Bajo el título de Un sol inocente se ofrece una amplia muestra de la poesía de José Daniel M. Serrallé, recogida, hasta el momento, en tres títulos: Salón de Embajadores, Luna en la niebla y Aves nocturnas. A dicha muestra se añaden ahora diez poemas inéditos, germen acaso de un futuro poemario, y que no hacen sino coronar un largo empeño, de abrupta e indisimulada coherencia. ¿Cuál es esta coherencia, no exenta de dificultad, que atraviesa la obra de Serrallé y le concede una extraña imparidad, una imparidad angulosa, poliforme, de apariencia inconcreta, pero cuya nervadura última es clara y traslúcida como un mármol de Paros? Ya sea bajo la especie del himno, ya oculta tras la solemnidad elegíaca, en los versos de Serrallé alienta una alegría feroz, o si lo prefieren, duerme un elegante y desesperado vitalismo.

el linaje poético de Serrallé incluye a Baudelaire, a Keats, a Rimbaud, pero también a Borges, a Cernuda, a Gil de Biedma, a Francisco Brines, a su amigo y mentor José María Álvarez

En el excelente prólogo de Ignacio F. Garmendia, nuestro admirado compañero de armas en las lides críticas y opinativas de esta casa, quedan señalados suficientemente, tanto el linaje poético de Serrallé (un linaje que incluye a Baudelaire, a Keats, a Rimbaud, pero también a Borges, a Cernuda, a Gil de Biedma, a Francisco Brines, a su amigo y mentor José María Álvarez), como el carácter arcádico de una parte sustancial de su poesía. Este asunto nos lleva, de inmediato, a la cuestión de la melancolía en la obra de José Daniel M. Serrallé; pero nos lleva, de modo más preciso, a la forma en que dicho impulso se articula. Recordemos que el “Et in Arcadia ego” del Guercino, lema sugerido por el papa Rospigliosi, Clemente IX, es un lema aleccionador, un lema de impronta barroca, que nos advierte de que, incluso en el Paraíso, la Muerte se enseñorea y acecha. De ahí se deduciría, sin dificultad, cierta iconografía de la vanitas, cierta aflicción por la inutilidad del todo, que desde entonces penetra el gesto melancólico. Pero no es esta la melancolía que cruza, a buen paso, los poemas de Serrallé. Lejos de la parálisis barroca -”vencida de la edad sentí mi espada./ Y no hallé cosa en que poner los ojos/ que no fuese recuerdo de la muerte”, escribe Quevedo, apenas comenzada la treintena-; lejos de esta añoranza por lugares y hombres que el tiempo devoró resueltamente, en la poesía de Serrallé dicha nostalgia se obra, dicho deseo se instruye en el acto mismo de vivir, con la vaga esperanza de que en ese gesto, el ayer mismo -su calor, su inocencia, su confusa alegría-, se reproduzca y viva a nuestros ojos.
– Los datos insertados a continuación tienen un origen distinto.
//! Handler registry: one callback per exact exception kind plus an optional
//! catch-all.
//!
//! The registry does no locking of its own. Registration and dispatch both
//! take `&mut self`; share an instance between threads only behind a caller
//! supplied lock such as `Mutex<HandlerRegistry>`.
use crate::errors::{Exception, ExceptionKind, Fault, HandlerError};
use crate::monitoring::DispatchOutcome;
use log::trace;
use std::collections::HashMap;
type KindHandler = Box<dyn FnMut(&Fault) + Send>;
pub type FallbackHandler = Box<dyn FnMut(&Fault) + Send>;
#[derive(Default)]
pub struct HandlerRegistry {
    handlers: HashMap<ExceptionKind, KindHandler>,
    fallback: Option<FallbackHandler>,
}
impl HandlerRegistry {
    pub fn new() -> Self {
        Self::default()
    }
    /// Registers `handler` for exactly `T`. A second registration for the same
    /// kind is rejected and the first handler stays in place.
    pub fn register<T, F>(&mut self, handler: F) -> Result<&mut Self, HandlerError>
    where
        T: Exception,
        F: FnMut(&T) + Send + 'static,
    {
        let kind = ExceptionKind::of::<T>();
        if self.handlers.contains_key(&kind) {
            return Err(HandlerError::DuplicateRegistration { kind });
        }
        let mut handler = handler;
        self.handlers
            .insert(
                kind,
                Box::new(move |fault: &Fault| {
                    if let Some(error) = fault.downcast_ref::<T>() {
                        handler(error);
                    }
                }),
            );
        trace!("registered handler for {}", kind);
        Ok(self)
    }
    pub fn register_optional<T, F>(
        &mut self,
        handler: Option<F>,
    ) -> Result<&mut Self, HandlerError>
    where
        T: Exception,
        F: FnMut(&T) + Send + 'static,
    {
        match handler {
            Some(handler) => self.register::<T, F>(handler),
            None => Err(HandlerError::absent_handler()),
        }
    }
    /// Sets the catch-all, replacing any earlier one.
    pub fn set_fallback<F>(&mut self, handler: F) -> &mut Self
    where
        F: FnMut(&Fault) + Send + 'static,
    {
        if self.fallback.is_some() {
            trace!("replacing fallback handler");
        }
        self.fallback = Some(Box::new(handler));
        self
    }
    pub fn set_fallback_optional<F>(
        &mut self,
        handler: Option<F>,
    ) -> Result<&mut Self, HandlerError>
    where
        F: FnMut(&Fault) + Send + 'static,
    {
        let handler = handler.ok_or_else(HandlerError::absent_handler)?;
        Ok(self.set_fallback(handler))
    }
    pub fn has_fallback(&self) -> bool {
        self.fallback.is_some()
    }
    /// Routes `fault` to the handler registered for its exact kind, else to the
    /// fallback, else drops it. Handler panics are not caught here.
    pub fn dispatch(&mut self, fault: &Fault) -> DispatchOutcome {
        let kind = fault.kind();
        if let Some(handler) = self.handlers.get_mut(&kind) {
            handler(fault);
            return DispatchOutcome::Handled(kind);
        }
        match self.fallback.as_mut() {
            Some(fallback) => {
                fallback(fault);
                DispatchOutcome::Fallback(kind)
            }
            None => DispatchOutcome::Discarded(kind),
        }
    }
}
impl std::fmt::Debug for HandlerRegistry {
    fn fmt(&self, f: &mut std::fmt::Formatter<'_>) -> std::fmt::Result {
        f.debug_struct("HandlerRegistry")
            .field("handlers", &self.handlers.len())
            .field("fallback", &self.fallback.is_some())
            .finish()
    }
}
#[cfg(test)]
mod tests {
    use super::*;
    use std::sync::{Arc, Mutex};
    #[derive(Debug, thiserror::Error)]
    #[error("not found: {0}")]
    struct NotFoundError(&'static str);
    #[derive(Debug, thiserror::Error)]
    #[error("timeout")]
    struct TimeoutError;
    #[derive(Debug, thiserror::Error)]
    #[error("io")]
    struct IOError;
    fn recorder() -> Arc<Mutex<Vec<String>>> {
        Arc::new(Mutex::new(Vec::new()))
    }
    #[test]
    fn test_exact_kind_dispatch() {
        let log = recorder();
        let mut registry = HandlerRegistry::new();
        let l1 = log.clone();
        let l2 = log.clone();
        registry
            .register::<NotFoundError, _>(move |e| {
                l1.lock().unwrap().push(format!("nf:{}", e.0))
            })
            .unwrap()
            .register::<TimeoutError, _>(move |_| l2.lock().unwrap().push("timeout".into()))
            .unwrap();
        let outcome = registry.dispatch(&Fault::new(NotFoundError("key")));
        assert_eq!(outcome, DispatchOutcome::Handled(ExceptionKind::of::<NotFoundError>()));
        assert_eq!(*log.lock().unwrap(), vec!["nf:key".to_string()]);
    }
    #[test]
    fn test_duplicate_registration_keeps_first() {
        let log = recorder();
        let mut registry = HandlerRegistry::new();
        let l1 = log.clone();
        registry
            .register::<TimeoutError, _>(move |_| l1.lock().unwrap().push("first".into()))
            .unwrap();
        let l2 = log.clone();
        let err = registry
            .register::<TimeoutError, _>(move |_| l2.lock().unwrap().push("second".into()))
            .unwrap_err();
        assert_eq!(
            err,
            HandlerError::DuplicateRegistration { kind: ExceptionKind::of::<TimeoutError>() }
        );
        registry.dispatch(&Fault::new(TimeoutError));
        assert_eq!(*log.lock().unwrap(), vec!["first".to_string()]);
    }
    #[test]
    fn test_absent_handler_leaves_registry_unchanged() {
        let log = recorder();
        let mut registry = HandlerRegistry::new();
        let l = log.clone();
        registry.set_fallback(move |f| l.lock().unwrap().push(format!("fallback:{}", f.kind())));
        let err = registry
            .register_optional::<IOError, fn(&IOError)>(None)
            .unwrap_err();
        assert!(err.is_invalid_argument());
        assert_eq!(
            registry.dispatch(&Fault::new(IOError)),
            DispatchOutcome::Fallback(ExceptionKind::of::<IOError>())
        );
        assert!(registry.register::<IOError, _>(|_| {}).is_ok());
        assert_eq!(*log.lock().unwrap(), vec!["fallback:IOError".to_string()]);
    }
    #[test]
    fn test_absent_fallback_rejected() {
        let mut registry = HandlerRegistry::new();
        let err = registry
            .set_fallback_optional::<fn(&Fault)>(None)
            .unwrap_err();
        assert!(err.is_invalid_argument());
        assert!(!registry.has_fallback());
        assert_eq!(
            registry.dispatch(&Fault::new(IOError)),
            DispatchOutcome::Discarded(ExceptionKind::of::<IOError>())
        );
    }
    #[test]
    fn test_fallback_is_replaced() {
        let log = recorder();
        let mut registry = HandlerRegistry::new();
        let l1 = log.clone();
        let l2 = log.clone();
        registry
            .set_fallback(move |_| l1.lock().unwrap().push("old".into()))
            .set_fallback(move |_| l2.lock().unwrap().push("new".into()));
        registry.dispatch(&Fault::new(IOError));
        assert_eq!(*log.lock().unwrap(), vec!["new".to_string()]);
    }
}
No se trata, por tanto, de la magdalena de Proust, autor muy admirado por el poeta. No se trata de su técnica de libre asociación, que deja intacto el pasado, pero nos devuelve, por un momento, su aroma. Se trata, si se me permite decirlo así, de un insólito mecanismo de reproducción, a través del cual (H. G. Wells no está muy lejos tal empeño), el esplendor pretérito recobra, pero no siempre, su corpulencia. La condición necesaria es vivir: vivir a ultranza, emocionadamente, tiempo que arde en nuestras manos. La condición suficiente, un azar que el poeta aguarda, pero cuya comparecencia ignora. Todo lo cual nos lleva a un segundo giro anómalo en la poesía de Serrallé, también señalado por Garmendia, pero que nos parece de singular importancia. Dicha anomalía es de carácter intelectual y viene estrechamente vinculada a la poesía de Luis Cernuda: la frase larga, compleja, elaborada de Serrallé, implica una meditación, encierra un pensamiento, también complejo.

No es sólo, repito, la emoción, de naturaleza estética, por el mundo que vertiginosamente se pulveriza y vuela ante nosotros. Es la constante indagación por el modo en que dicha fantasmagoría se opera, y por la forma en que participamos de tal espejismo. Es este mismo impulso de saber, de aprehender, el que empuja al poeta hacia la vida. La vida, ya lo hemos dicho, como torpe conjuro, como hechizo insuficiente, pero necesario, donde todas las edades, donde todos los nombres, se reúnen. Entonces, el poeta, lejos de ser el médium que presumían los románticos, es un claro pastor que trae su vida sobre sí, y junta al amor, añade a la amistad, el disperso rebaño de la belleza, el dolor y el sueño.